Beautiful country!! I presume you were on vacation??


----------



## cookie (Jun 2, 2013)

Yes. My older brother has been pushing me to go over...he's been the  last 4 years and said I had to go one time. It was my first trip out of the country and it was just spectacular. We had a group of 11 go over and played some of the top courses in Scotland...Kings Barns, The New Course at St. Andrews, Gleneagles, and Turnberry. We were treated like kings by our host and friend who took us to places, pubs, and sites you would never see on any tour. I smiled and laughed the entire week. The Scottish people are fabulous.... Words don't accurately describe how great this trip was.


----------



## cookie (Jun 2, 2013)

the weather was great....


----------



## andy volkerts (Jun 2, 2013)

Yes I was there in 2007, the scots are as nice a people as you would ever want to meet. I was there in april and it was quite cold, but the air was wonderfully clean, and I never realized how bright things could look before witnessing the Scottish sunlight shining down on us. was a great experience, glad you were able to go.........


----------



## cookie (Jun 2, 2013)

it stayed light till  nearly 11 and started getting light at about 4.


----------



## andy volkerts (Jun 2, 2013)

Your close to the land of the midnite sun.........arctic circle, north greenland etc etc........


----------



## frozenmonkeyface (Jun 3, 2013)

Stunning!!!!!


----------



## cookie (Jun 3, 2013)

Group photo by the lighthouse at Turnberry....


----------



## epackage (Jun 3, 2013)

I was gonna guess Detroit!! Nice trip, sounds great Cook...[]


----------



## cookie (Jun 4, 2013)

a bunker at Turnberry you never want to get in.....


----------



## cookie (Jun 4, 2013)

The tombstone of Young Tom Morris at St.
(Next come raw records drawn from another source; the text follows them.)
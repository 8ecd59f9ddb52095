//! FUSE filesystem implementation for KeePass databases.
//!
//! This module implements the fuser `Filesystem` trait on top of a
//! [`Projection`]. Every request is answered from the in-memory store; no
//! callback blocks or performs I/O.
//!
//! ## Operation Summary
//!
//! | Operation | Notes |
//! |-----------|-------|
//! | init/destroy | |
//! | lookup | Increments nlookup via `get_or_insert` |
//! | forget/batch_forget | Decrements nlookup, evicts at 0 |
//! | getattr | |
//! | open/release | Fields only, keeps the kernel page cache |
//! | read | |
//! | opendir/readdir/releasedir | readdir does not touch nlookup |
//! | access | Read and execute only |
//! | statfs | Synthetic counts |
//! | mutations | `EROFS` |
//! | xattrs | `ENOTSUP` |

use crate::config::MountConfig;
use crate::error::{FuseError, FuseResult};
use crate::inode::InodeTable;
use fuser::{
    FileAttr, FileType, Filesystem, KernelConfig, ReplyAttr, ReplyCreate, ReplyData,
    ReplyDirectory, ReplyEmpty, ReplyEntry, ReplyOpen, ReplyWrite, Request, TimeOrNow,
};
use kpfs_core::{CredentialStore, Node, NodeAttributes, NodeKind, Projection, ProjectionError};
use libc::c_int;
use std::ffi::OsStr;
use std::sync::Arc;
use std::time::{Duration, SystemTime};
use tracing::{debug, info, trace};

/// Block size for filesystem statistics.
const BLOCK_SIZE: u32 = 4096;

/// Maximum filename length reported by statfs.
const NAME_MAX: u32 = 255;

/// FUSE filesystem for a decrypted KeePass database.
pub struct KeePassFS {
    /// Read-only view of the credential store.
    projection: Projection,
    /// Inode table for node/inode mapping.
    inodes: InodeTable,
    /// Time-to-live for attributes and entries handed to the kernel.
    attr_ttl: Duration,
    /// User ID to use for file ownership.
    uid: u32,
    /// Group ID to use for file ownership.
    gid: u32,
}

impl KeePassFS {
    /// Creates a filesystem over `store` with the default configuration.
    pub fn new(store: Arc<CredentialStore>) -> Self {
        Self::with_config(store, &MountConfig::default())
    }

    /// Creates a filesystem over `store` owned by the mounting user.
    pub fn with_config(store: Arc<CredentialStore>, config: &MountConfig) -> Self {
        // SAFETY: getuid/getgid cannot fail and have no preconditions.
        let uid = unsafe { libc::getuid() };
        let gid = unsafe { libc::getgid() };
        Self::with_ownership(store, config, uid, gid)
    }

    /// Creates a filesystem reporting the given owner for every node.
    pub fn with_ownership(
        store: Arc<CredentialStore>,
        config: &MountConfig,
        uid: u32,
        gid: u32,
    ) -> Self {
        info!(
            groups = store.group_count(),
            entries = store.entry_count(),
            uid,
            gid,
            attr_ttl_secs = config.attr_ttl.as_secs(),
            "KeePassFS initialized"
        );
        Self {
            projection: Projection::new(store),
            inodes: InodeTable::new(),
            attr_ttl: config.attr_ttl,
            uid,
            gid,
        }
    }

    pub fn projection(&self) -> &Projection {
        &self.projection
    }

    pub fn inodes(&self) -> &InodeTable {
        &self.inodes
    }

    fn node(&self, ino: u64) -> FuseResult<Node> {
        self.inodes.node(ino).ok_or(FuseError::InvalidInode(ino))
    }

    /// Builds the kernel attribute record for a node.
    ///
    /// Missing access/modification times are reported as the epoch. Both
    /// ctime and crtime carry the projection's creation time.
    pub fn make_attr(&self, ino: u64, node: &Node) -> FileAttr {
        let NodeAttributes {
            size,
            access_time,
            modify_time,
            create_time,
        } = self.projection.attributes(node);
        let kind = node.kind();
        let (file_type, nlink) = match kind {
            NodeKind::Directory => (FileType::Directory, 2),
            NodeKind::Leaf => (FileType::RegularFile, 1),
        };
        FileAttr {
            ino,
            size,
            blocks: size.div_ceil(u64::from(BLOCK_SIZE)),
            atime: access_time.unwrap_or(SystemTime::UNIX_EPOCH),
            mtime: modify_time.unwrap_or(SystemTime::UNIX_EPOCH),
            ctime: create_time,
            crtime: create_time,
            kind: file_type,
            perm: kind.permissions(),
            nlink,
            uid: self.uid,
            gid: self.gid,
            rdev: 0,
            blksize: BLOCK_SIZE,
            flags: 0,
        }
    }

    /// Resolves `name` under `parent` and registers the child inode.
    pub fn lookup_child(&self, parent: u64, name: &OsStr) -> FuseResult<FileAttr> {
        let parent_node = self.node(parent)?;
        // Stored names are UTF-8, so anything else cannot match
        let name = name.to_str().ok_or_else(|| ProjectionError::NotFound {
            name: name.to_string_lossy().into_owned(),
        })?;
        let child = self.projection.resolve(&parent_node, name)?;
        let ino = self.inodes.get_or_insert(child.node, parent);
        Ok(self.make_attr(ino, &child.node))
    }

    /// Produces the `(inode, type, name)` triples of a directory, including
    /// `.` and `..`.
    pub fn list_directory(&self, ino: u64) -> FuseResult<Vec<(u64, FileType, String)>> {
        let (node, parent) = {
            let entry = self.inodes.get(ino).ok_or(FuseError::InvalidInode(ino))?;
            (entry.node, entry.parent)
        };
        if !node.is_directory() {
            return Err(FuseError::NotADirectory(ino));
        }

        let children = self.projection.list(&node);
        let mut entries = Vec::with_capacity(children.len() + 2);
        entries.push((ino, FileType::Directory, ".".to_string()));
        entries.push((parent, FileType::Directory, "..".to_string()));
        for child in children {
            let child_ino = self.inodes.get_or_insert_no_lookup_inc(child.node, ino);
            let file_type = if child.is_directory() {
                FileType::Directory
            } else {
                FileType::RegularFile
            };
            entries.push((child_ino, file_type, child.name));
        }
        Ok(entries)
    }

    /// Checks an open request and returns the FUSE open flags to reply with.
    pub fn open_flags(&self, ino: u64, flags: i32) -> FuseResult<u32> {
        let node = self.node(ino)?;
        if node.is_directory() {
            return Err(FuseError::IsADirectory(ino));
        }
        if flags & libc::O_ACCMODE != libc::O_RDONLY || flags & libc::O_TRUNC != 0 {
            return Err(FuseError::ReadOnly);
        }
        match self.projection.open(&node)? {
            kpfs_core::OpenDisposition::KeepCache => Ok(fuser::consts::FOPEN_KEEP_CACHE),
        }
    }

    /// Reads a byte range of a field.
    pub fn read_range(&self, ino: u64, offset: i64, size: u32) -> FuseResult<&[u8]> {
        let node = self.node(ino)?;
        if node.is_directory() {
            return Err(FuseError::IsADirectory(ino));
        }
        Ok(self.projection.read(&node, offset, size as usize)?)
    }
}

impl Filesystem for KeePassFS {
    fn init(&mut self, _req: &Request<'_>, config: &mut KernelConfig) -> Result<(), c_int> {
        info!("FUSE filesystem initialized");
        // Enable async reads for concurrent readers
        config.add_capabilities(fuser::consts::FUSE_ASYNC_READ).ok();
        Ok(())
    }

    fn destroy(&mut self) {
        info!("FUSE filesystem destroyed");
    }

    fn lookup(&mut self, _req: &Request<'_>, parent: u64, name: &OsStr, reply: ReplyEntry) {
        trace!(parent = parent, name = ?name, "lookup");
        match self.lookup_child(parent, name) {
            Ok(attr) => reply.entry(&self.attr_ttl, &attr, 0),
            Err(e) => {
                trace!(parent, name = ?name, error = %e, "lookup failed");
                reply.error(e.to_errno());
            }
        }
    }

    fn forget(&mut self, _req: &Request<'_>, ino: u64, nlookup: u64) {
        trace!(inode = ino, nlookup = nlookup, "forget");
        self.inodes.forget(ino, nlookup);
    }

    fn batch_forget(&mut self, _req: &Request<'_>, nodes: &[fuser::fuse_forget_one]) {
        trace!(count = nodes.len(), "batch_forget");
        for node in nodes {
            self.inodes.forget(node.nodeid, node.nlookup);
        }
    }

    fn getattr(&mut self, _req: &Request<'_>, ino: u64, _fh: Option<u64>, reply: ReplyAttr) {
        trace!(inode = ino, "getattr");
        match self.node(ino) {
            Ok(node) => reply.attr(&self.attr_ttl, &self.make_attr(ino, &node)),
            Err(e) => reply.error(e.to_errno()),
        }
    }

    fn open(&mut self, _req: &Request<'_>, ino: u64, flags: i32, reply: ReplyOpen) {
        trace!(inode = ino, flags = flags, "open");
        // No per-open state: every read is served straight from the store.
        match self.open_flags(ino, flags) {
            Ok(open_flags) => reply.opened(0, open_flags),
            Err(e) => {
                debug!(inode = ino, error = %e, "open rejected");
                reply.error(e.to_errno());
            }
        }
    }

    fn read(
        &mut self,
        _req: &Request<'_>,
        ino: u64,
        fh: u64,
        offset: i64,
        size: u32,
        _flags: i32,
        _lock_owner: Option<u64>,
        reply: ReplyData,
    ) {
        trace!(inode = ino, fh = fh, offset = offset, size = size, "read");
        match self.read_range(ino, offset, size) {
            Ok(data) => reply.data(data),
            Err(e) => reply.error(e.to_errno()),
        }
    }

    fn release(
        &mut self,
        _req: &Request<'_>,
        _ino: u64,
        _fh: u64,
        _flags: i32,
        _lock_owner: Option<u64>,
        _flush: bool,
        reply: ReplyEmpty,
    ) {
        reply.ok();
    }

    fn opendir(&mut self, _req: &Request<'_>, ino: u64, _flags: i32, reply: ReplyOpen) {
        trace!(inode = ino, "opendir");
        match self.node(ino) {
            Ok(node) if node.is_directory() => reply.opened(0, 0),
            Ok(_) => reply.error(libc::ENOTDIR),
            Err(e) => reply.error(e.to_errno()),
        }
    }

    /// Read directory entries.
    ///
    /// The offset handed back with each entry is its index + 1, so a resumed
    /// listing skips exactly the entries already returned. Listings are
    /// stable because the store never changes.
    fn readdir(
        &mut self,
        _req: &Request<'_>,
        ino: u64,
        _fh: u64,
        offset: i64,
        mut reply: ReplyDirectory,
    ) {
        trace!(inode = ino, offset = offset, "readdir");
        let entries = match self.list_directory(ino) {
            Ok(entries) => entries,
            Err(e) => {
                reply.error(e.to_errno());
                return;
            }
        };
        let skip = usize::try_from(offset).unwrap_or(0);
        for (index, (child_ino, file_type, name)) in entries.iter().enumerate().skip(skip) {
            let next_offset = i64::try_from(index + 1).unwrap_or(i64::MAX);
            // add returns true if the buffer is full
            if reply.add(*child_ino, next_offset, *file_type, name) {
                break;
            }
        }
        reply.ok();
    }

    fn releasedir(
        &mut self,
        _req: &Request<'_>,
        _ino: u64,
        _fh: u64,
        _flags: i32,
        reply: ReplyEmpty,
    ) {
        reply.ok();
    }

    fn access(&mut self, _req: &Request<'_>, ino: u64, mask: i32, reply: ReplyEmpty) {
        trace!(inode = ino, mask = mask, "access");
        if self.inodes.get(ino).is_none() {
            reply.error(libc::ENOENT);
        } else if mask & libc::W_OK != 0 {
            reply.error(libc::EROFS);
        } else {
            reply.ok();
        }
    }

    fn statfs(&mut self, _req: &Request<'_>, _ino: u64, reply: fuser::ReplyStatfs) {
        let store = self.projection.store();
        let files = (store.group_count() + store.entry_count()) as u64;
        reply.statfs(0, 0, 0, files, 0, BLOCK_SIZE, NAME_MAX, BLOCK_SIZE);
    }

    // ==================== Write Operations ====================
    //
    // The filesystem is read-only; every mutation answers EROFS.

    fn setattr(
        &mut self,
        _req: &Request<'_>,
        ino: u64,
        _mode: Option<u32>,
        _uid: Option<u32>,
        _gid: Option<u32>,
        _size: Option<u64>,
        _atime: Option<TimeOrNow>,
        _mtime: Option<TimeOrNow>,
        _ctime: Option<SystemTime>,
        _fh: Option<u64>,
        _crtime: Option<SystemTime>,
        _chgtime: Option<SystemTime>,
        _bkuptime: Option<SystemTime>,
        _flags: Option<u32>,
        reply: ReplyAttr,
    ) {
        debug!(inode = ino, "setattr rejected on read-only filesystem");
        reply.error(FuseError::ReadOnly.to_errno());
    }

    fn mknod(
        &mut self,
        _req: &Request<'_>,
        _parent: u64,
        _name: &OsStr,
        _mode: u32,
        _umask: u32,
        _rdev: u32,
        reply: ReplyEntry,
    ) {
        reply.error(FuseError::ReadOnly.to_errno());
    }

    fn mkdir(
        &mut self,
        _req: &Request<'_>,
        _parent: u64,
        _name: &OsStr,
        _mode: u32,
        _umask: u32,
        reply: ReplyEntry,
    ) {
        reply.error(FuseError::ReadOnly.to_errno());
    }

    fn unlink(&mut self, _req: &Request<'_>, _parent: u64, _name: &OsStr, reply: ReplyEmpty) {
        reply.error(FuseError::ReadOnly.to_errno());
    }

    fn rmdir(&mut self, _req: &Request<'_>, _parent: u64, _name: &OsStr, reply: ReplyEmpty) {
        reply.error(FuseError::ReadOnly.to_errno());
    }

    fn rename(
        &mut self,
        _req: &Request<'_>,
        _parent: u64,
        _name: &OsStr,
        _newparent: u64,
        _newname: &OsStr,
        _flags: u32,
        reply: ReplyEmpty,
    ) {
        reply.error(FuseError::ReadOnly.to_errno());
    }

    fn write(
        &mut self,
        _req: &Request<'_>,
        _ino: u64,
        _fh: u64,
        _offset: i64,
        _data: &[u8],
        _write_flags: u32,
        _flags: i32,
        _lock_owner: Option<u64>,
        reply: ReplyWrite,
    ) {
        reply.error(FuseError::ReadOnly.to_errno());
    }

    fn create(
        &mut self,
        _req: &Request<'_>,
        _parent: u64,
        _name: &OsStr,
        _mode: u32,
        _umask: u32,
        _flags: i32,
        reply: ReplyCreate,
    ) {
        reply.error(FuseError::ReadOnly.to_errno());
    }

    // ==================== Extended Attributes ====================

    fn getxattr(
        &mut self,
        _req: &Request<'_>,
        _ino: u64,
        _name: &OsStr,
        _size: u32,
        reply: fuser::ReplyXattr,
    ) {
        reply.error(FuseError::NotSupported.to_errno());
    }

    fn listxattr(&mut self, _req: &Request<'_>, _ino: u64, _size: u32, reply: fuser::ReplyXattr) {
        reply.error(FuseError::NotSupported.to_errno());
    }
}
Andrews. A four time winner of the British Open, Morris died at the age of 24 ,reportedly of a broken heart, after the death of his wife 4 months earlier .


----------



## myersdiggers1998 (Jun 4, 2013)

Did you find any bottles?


----------



## cookie (Jun 4, 2013)

I did see a few bottles of beer and scotch during the trip....


----------



## hemihampton (Jun 5, 2013)

> ORIGINAL: epackage
> 
> I was gonna guess Detroit!! Nice trip, sounds great Cook...[]


 
 There is a old 1700's Military Fort in Detroit but it looks more like this. LEON.


----------



## ironmountain (Jun 5, 2013)

St. Andrews is the golf mecca...nice that you were able to get over there


----------



## cookie (Jun 5, 2013)

A look up 18 at St. Andrews. R & A is building at top left.


----------



## cookie (Jun 5, 2013)

One last photo- a look back at the lighthouse at Turnberry.


----------